Cells do not lose guidance at intersections between 'roads'. Instead, they examine their options

The cells in our guidance assay were not forced to follow the 'roads'. Therefore, we concluded that they were able to detect at least 2 points on the guiding 'road' and derive from their location a new heading. How powerful is their data processing method? Can 2 intersecting 'roads' throw them off course, because the cells would not know which 2 points to connect for a new heading? In order to answer this question, we offered the cells a grid pattern of intersecting 'roads' that were produced similar to our previous guiding assay. In the figure below, the grid pattern can be seen as a disturbance in the gold particle coat that we used to track the cells.

(The illustration is animated.Click here for a minimal strip of frames.)
Clearly, the cells did not lose their guidance at the intersections, but often they changed direction and followed a new road. Obviously, their processing method could distinguish between two different 'roads' and at least 4 different points when they 'computed' their new heading. But their processing system turned out to be much more powerful than that: At most intersections the tracks displayed little 'thorns' that stuck out sideways a short distance in all possible directions of the intersecting roads. Live cell observations like the one below offered the explanation:

(The illustration is animated.Click here for a minimal strip of frames.)
When the cells came to an intersection, they extended pseudopodia tentatively into the optional directions. In this way they removed the gold particles along the short extensions and produced the 'thorns' in their tracks. In other words, the cells were programmed to probe their options if guidance became ambiguous.

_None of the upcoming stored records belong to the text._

//! MongoDB database adapter for document sampling.
//!
//! # Module Structure
//! - `connection`: Client options, pool sizing and connection validation
//! - `enumeration`: Database and collection enumeration
//! - `sampling`: Document sampling and BSON flattening
//!
//! # Connection model
//! The driver owns the connection pool. `pool_min`/`pool_max` size it, and
//! concurrent unit-scans share one [`Client`].
//!
//! # Security Guarantees
//! - All operations are read-only
//! - Connection strings are sanitized in error messages
//! - Query timeouts prevent resource exhaustion

pub mod connection;
pub mod enumeration;
pub mod sampling;


use super::{AdapterConfig, AdapterFeature, RecordBatchStream, SourceAdapter, UnitFilter};
use crate::Result;
use crate::error::ScanError;
use crate::models::{ConnectionModel, SourceType, Unit, UnitHandle};
use async_trait::async_trait;
use mongodb::Client;
use std::sync::atomic::{AtomicBool, Ordering};
use tokio::sync::OnceCell;

pub use sampling::document_to_record;

/// MongoDB database adapter.
pub struct MongoAdapter {
    config: AdapterConfig,
    client: OnceCell<Client>,
    closed: AtomicBool,
}

impl std::fmt::Debug for MongoAdapter {
    fn fmt(&self, f: &mut std::fmt::Formatter<'_>) -> std::fmt::Result {
        f.debug_struct("MongoAdapter")
            .field("config", &self.config)
            .field("connected", &self.client.initialized())
            // Note: the client is omitted, its options carry credentials
            .finish_non_exhaustive()
    }
}

impl MongoAdapter {
    /// Creates an unconnected adapter.
    ///
    /// # Errors
    /// Returns a configuration error for a malformed connection string.
    pub fn new(config: AdapterConfig) -> Result<Self> {
        connection::validate_connection_string(&connection::connection_string(&config))?;
        Ok(Self {
            config,
            client: OnceCell::new(),
            closed: AtomicBool::new(false),
        })
    }

    fn client(&self) -> Result<&Client> {
        if self.closed.load(Ordering::Acquire) {
            return Err(ScanError::connection_failed(
                "MongoDB client",
                std::io::Error::other("client is closed"),
            ));
        }
        self.client
            .get()
            .ok_or_else(|| ScanError::configuration("MongoDB adapter used before connect"))
    }
}

#[async_trait]
impl SourceAdapter for MongoAdapter {
    fn source_type(&self) -> SourceType {
        SourceType::MongoDB
    }

    fn config(&self) -> &AdapterConfig {
        &self.config
    }

    fn connection_model(&self) -> ConnectionModel {
        ConnectionModel::Pooled
    }

    fn supports_feature(&self, feature: AdapterFeature) -> bool {
        matches!(
            feature,
            AdapterFeature::DataSampling
                | AdapterFeature::ConnectionPooling
                | AdapterFeature::ConcurrentUnits
                | AdapterFeature::SizeHints
                | AdapterFeature::NestedDocuments
        )
    }

    async fn connect(&self) -> Result<()> {
        self.client
            .get_or_try_init(|| connection::connect_client(&self.config))
            .await?;
        tracing::debug!("Connected to MongoDB {}", self.source_name());
        Ok(())
    }

    async fn enumerate_units(&self, filter: &UnitFilter) -> Result<Vec<Unit>> {
        let client = self.client()?;
        let databases =
            enumeration::list_databases(client, self.config.database.as_deref()).await?;

        let mut units = Vec::new();
        for database in &databases {
            units.extend(enumeration::list_collections(client, database).await?);
        }
        Ok(filter.apply(units))
    }

    async fn sample(&self, unit: &Unit, sample_size: u32) -> Result<RecordBatchStream> {
        let UnitHandle::Collection {
            database,
            collection,
        } = &unit.handle
        else {
            return Err(ScanError::unit_scan(&unit.name, "not a MongoDB collection"));
        };

        sampling::sample_collection(
            self.client()?,
            database,
            collection,
            sample_size,
            self.config.fetch_size,
        )
        .await
    }

    async fn close(&self) -> Result<()> {
        if self.closed.swap(true, Ordering::AcqRel) {
            return Ok(());
        }
        if let Some(client) = self.client.get() {
            client.clone().shutdown().await;
            tracing::debug!("Closed MongoDB client for {}", self.source_name());
        }
        Ok(())
    }
}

Significance for cell intelligence:

Cells are programmed to seek information about their spatial environment.
The probing behavior of the cells at intersections indicates a extraordinary high level of data processing. Not only can the cells override their internal movement programs, derive a new heading from spatially distant points of a 'road', and follow it. If they encounter more than one 'road' they are even programmed to explore their options. Still, even if we admit that such a data processing system must be highly complex, it does not answer the most tantalizing of all the question posed by this experiment: How did the cells know that they were at an intersection? Chapter 3 will try to offer a most startling answer that goes far beyond the quest for a navigational system of cells. I believe that the cells use their centrioles and near-infrared light to literally map and in a sense 'see' the space around them.